Monday, October 19, 2015

Top 20 Horror Movies - #11) The Descent (2005)

One of the things that I'm doing this month as I celebrate Halloween here in the Land of Way is taking the time to rank my Top 20 Horror Movies and my Top 20 Horror Novels.

I want to be clear that I'm basing these choices on my own humble opinion.  I'm not trying to rank these movies in accordance with their place in pop culture, but I'm offering up my take on the best horror films that I have ever watched and enjoyed.  There are some familiar candidates that I consider to be great pictures that didn't make the cut because there wasn't room, and there are some films that are widely regarded as great pictures that didn't make the cut because I feel that they are overrated.  There are also a few instances where it was difficult to determine whether or not a movie belonged to the horror genre (I said "no" to Aliens but "yes" to Jaws), and it may also be worth noting that this is largely a modern list (as long as you're okay with my classification of modern as anything after 1960) that only features one lonely creature from the so-called "Classic Monsters" films produced by Universal Studios.

Thus far, the list includes:

#20) The Fly (1986) 
#19) The Howling (1981)
#18) Night of the Living Dead (1968)
#17) Alien (1979) 
#16) Invasion of the Body Snatchers (1978)
#15) Suspiria (1977) 
#14) Phantasm (1979)
#13) Evil Dead 2 (1985)
#12) Creature from the Black Lagoon (1954) 

Last time out, we turned the clock way back to 1954, where we discussed the oldest film to make my list.  Today, I'm breaking down the most recent film to make the cut.

Top 20 Horror Movies - #11) The Descent (2005)

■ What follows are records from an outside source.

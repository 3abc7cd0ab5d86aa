//! Authentication primitives: sign-in credentials and sign-up requests.
//!
//! Keep form parsing outside the domain by exposing constructors that
//! validate string inputs before anything talks to the identity provider.

use std::fmt;
use std::sync::OnceLock;

use regex::Regex;
use zeroize::Zeroizing;

use super::user::{DisplayName, UserValidationError};

/// Longest display name the sign-up form accepts, in characters.
pub const SIGN_UP_NAME_MAX: usize = 64;

/// Domain error returned when sign-in or sign-up form values are invalid.
#[derive(Debug, Clone, PartialEq, Eq)]
pub enum LoginValidationError {
    /// Email was missing or blank once trimmed.
    EmptyEmail,
    /// Email does not look like `name@host`.
    MalformedEmail,
    /// Password was blank.
    EmptyPassword,
    /// Display name failed validation.
    DisplayName(UserValidationError),
    /// Display name exceeds [`SIGN_UP_NAME_MAX`] characters.
    DisplayNameTooLong {
        /// Character limit that was exceeded.
        max: usize,
    },
}

impl fmt::Display for LoginValidationError {
    fn fmt(&self, f: &mut fmt::Formatter<'_>) -> fmt::Result {
        match self {
            Self::EmptyEmail => write!(f, "email must not be empty"),
            Self::MalformedEmail => write!(f, "email must look like name@example.com"),
            Self::EmptyPassword => write!(f, "password must not be empty"),
            Self::DisplayName(err) => write!(f, "{err}"),
            Self::DisplayNameTooLong { max } => {
                write!(f, "display name must be at most {max} characters")
            }
        }
    }
}

impl std::error::Error for LoginValidationError {}

static EMAIL_RE: OnceLock<Regex> = OnceLock::new();

fn email_regex() -> &'static Regex {
    EMAIL_RE.get_or_init(|| {
        // Shape check only; the identity provider owns real verification.
        Regex::new(r"^[^@\s]+@[^@\s]+$")
            .unwrap_or_else(|error| panic!("email regex failed to compile: {error}"))
    })
}

fn normalize_email(email: &str) -> Result<String, LoginValidationError> {
    let normalized = email.trim();
    if normalized.is_empty() {
        return Err(LoginValidationError::EmptyEmail);
    }
    if !email_regex().is_match(normalized) {
        return Err(LoginValidationError::MalformedEmail);
    }
    Ok(normalized.to_owned())
}

/// Validated sign-in credentials.
///
/// ## Invariants
/// - `email` is trimmed and shaped like `name@host`.
/// - `password` is non-empty but retains caller-provided whitespace to
///   avoid surprising credential comparisons.
///
/// # Examples
/// ```
/// use famealy::domain::LoginCredentials;
///
/// let creds = LoginCredentials::try_from_parts(" ada@example.com ", "secret").unwrap();
/// assert_eq!(creds.email(), "ada@example.com");
/// assert_eq!(creds.password(), "secret");
/// ```
#[derive(Debug, Clone, PartialEq, Eq)]
pub struct LoginCredentials {
    email: String,
    password: Zeroizing<String>,
}

impl LoginCredentials {
    /// Construct credentials from raw email/password inputs.
    pub fn try_from_parts(email: &str, password: &str) -> Result<Self, LoginValidationError> {
        let normalized = normalize_email(email)?;
        if password.is_empty() {
            return Err(LoginValidationError::EmptyPassword);
        }

        Ok(Self {
            email: normalized,
            password: Zeroizing::new(password.to_owned()),
        })
    }

    /// Email used to look up the account.
    pub fn email(&self) -> &str {
        self.email.as_str()
    }

    /// Password string provided by the caller.
    pub fn password(&self) -> &str {
        self.password.as_str()
    }
}

/// Validated sign-up form.
#[derive(Debug, Clone, PartialEq, Eq)]
pub struct SignUpRequest {
    credentials: LoginCredentials,
    display_name: DisplayName,
}

impl SignUpRequest {
    /// Construct a sign-up request from raw form inputs.
    pub fn try_from_parts(
        email: &str,
        password: &str,
        display_name: &str,
    ) -> Result<Self, LoginValidationError> {
        let name = DisplayName::new(display_name).map_err(LoginValidationError::DisplayName)?;
        if name.as_ref().chars().count() > SIGN_UP_NAME_MAX {
            return Err(LoginValidationError::DisplayNameTooLong {
                max: SIGN_UP_NAME_MAX,
            });
        }
        Ok(Self {
            credentials: LoginCredentials::try_from_parts(email, password)?,
            display_name: name,
        })
    }

    /// Email and password of the new account.
    pub fn credentials(&self) -> &LoginCredentials {
        &self.credentials
    }

    /// Name the account holder wants to be shown as.
    pub fn display_name(&self) -> &DisplayName {
        &self.display_name
    }
}

#[cfg(test)]
mod tests {
    //! Regression coverage for this module.
    use super::*;
    use rstest::rstest;

    #[rstest]
    #[case("", "pw", LoginValidationError::EmptyEmail)]
    #[case("   ", "pw", LoginValidationError::EmptyEmail)]
    #[case("not-an-email", "pw", LoginValidationError::MalformedEmail)]
    #[case("a b@c.com", "pw", LoginValidationError::MalformedEmail)]
    #[case("ada@example.com", "", LoginValidationError::EmptyPassword)]
    fn invalid_credentials(
        #[case] email: &str,
        #[case] password: &str,
        #[case] expected: LoginValidationError,
    ) {
        let err = LoginCredentials::try_from_parts(email, password)
            .expect_err("invalid inputs must fail");
        assert_eq!(err, expected);
    }

    #[rstest]
    #[case("  ada@example.com  ", "secret")]
    #[case("bob@home", "correct horse battery staple")]
    fn valid_credentials_trim_email(#[case] email: &str, #[case] password: &str) {
        let creds = LoginCredentials::try_from_parts(email, password)
            .expect("valid inputs should succeed");
        assert_eq!(creds.email(), email.trim());
        assert_eq!(creds.password(), password);
    }

    #[rstest]
    fn sign_up_requires_a_display_name() {
        let err = SignUpRequest::try_from_parts("ada@example.com", "pw", "  ")
            .expect_err("blank display name");
        assert_eq!(
            err,
            LoginValidationError::DisplayName(UserValidationError::EmptyDisplayName)
        );
    }

    #[rstest]
    fn sign_up_caps_display_name_length() {
        let at_limit = "a".repeat(SIGN_UP_NAME_MAX);
        let padded = format!("  {at_limit}  ");
        SignUpRequest::try_from_parts("ada@example.com", "pw", &padded)
            .expect("name at the limit is accepted");

        let over = "a".repeat(SIGN_UP_NAME_MAX + 1);
        let err = SignUpRequest::try_from_parts("ada@example.com", "pw", &over)
            .expect_err("name over the limit");
        assert_eq!(
            err,
            LoginValidationError::DisplayNameTooLong {
                max: SIGN_UP_NAME_MAX
            }
        );
    }

    #[rstest]
    fn sign_up_keeps_trimmed_parts() {
        let request = SignUpRequest::try_from_parts(" ada@example.com", "pw", " Ada ")
            .expect("valid sign-up");
        assert_eq!(request.credentials().email(), "ada@example.com");
        assert_eq!(request.display_name().as_ref(), "Ada");
    }
}
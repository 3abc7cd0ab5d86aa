//! Port for the daily reset marker (`last_reset_date`).

use async_trait::async_trait;

use crate::domain::ResetMarker;

use super::CollectionError;

/// Storage for the date of the last daily status reset.
#[cfg_attr(test, mockall::automock)]
#[async_trait]
pub trait ResetMarkerRepository: Send + Sync {
    /// Fetch the marker written by the last reset, if any.
    async fn load(&self) -> Result<Option<ResetMarker>, CollectionError>;

    /// Record that a reset ran on `marker`'s day.
    async fn save(&self, marker: &ResetMarker) -> Result<(), CollectionError>;
}
//! Domain ports and supporting types for the hexagonal boundary.
//!
//! Ports describe how the domain expects to interact with driven adapters
//! (the key/value store, the collections layered on it, the identity
//! provider). Each trait exposes strongly typed errors so adapters map
//! their failures into predictable variants.

mod macros;
pub(crate) use macros::define_port_error;

mod blob_store;
mod collection_error;
mod family_repository;
mod identity_provider;
mod meal_repository;
mod reset_marker_repository;
mod user_repository;

#[cfg(test)]
pub use blob_store::MockBlobStore;
pub use blob_store::{BlobStore, BlobStoreError, StoreKey};
pub use collection_error::CollectionError;
#[cfg(test)]
pub use family_repository::MockFamilyRepository;
pub use family_repository::FamilyRepository;
#[cfg(test)]
pub use identity_provider::MockIdentityProvider;
pub use identity_provider::{IdentityProvider, IdentityProviderError, SignUpOutcome};
#[cfg(test)]
pub use meal_repository::MockMealRepository;
pub use meal_repository::MealRepository;
#[cfg(test)]
pub use reset_marker_repository::MockResetMarkerRepository;
pub use reset_marker_repository::ResetMarkerRepository;
#[cfg(test)]
pub use user_repository::{MockSessionUserRepository, MockUsersRepository};
pub use user_repository::{SessionUserRepository, UsersRepository};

This claustrophobic feature from 2005 delivers the goods so far as both internal and external fright is concerned.  The Descent is a movie that is willing to do anything to destroy your comfort zone and subject you to absolute terror.  The plot follows a group of adventurous women who enjoy extreme sports.  Hoping to offset the grief one of their members is dealing with as she struggles with the loss of her husband and daughter in a tragic accident, they prepare for an expedition into a pedestrian cave.  Unfortunately, this attempt at social therapy goes badly awry when their leader elects to forego the novice grotto and instead leads her peers into an uncharted system.  Early on, a passage becomes blocked, and these unlucky ladies know there is no hope of rescue as the proper authorities believe they are in another cave altogether.  Now, these feisty females must find a way out before their batteries go dead and they are lost in the darkest recesses of the Appalachians.  This is a terrifying premise, but things get worse when writer and director Neil Marshall injects cannibalistic humanoid monstrosities into the mix.  Expertly plotted, well-acted, and bolstered by sensational cinematography and effects, The Descent is a relentless horror film that is packed with tension and fright.  It is one of the most terrifying films to make this list, and I will add that I really dig all the girl power on display throughout this riveting gem.  If I was making a list of the scariest horror movies ever, this incredibly dark motion picture that doesn't pull any punches would rank even higher.

Coming hot on the heels of Dog Soldiers, The Descent seemed to herald the arrival of a new horror maestro.  Even if Neil Marshall has failed to live up to the hype since then, The Descent is still a fantastic movie that is truly terrifying.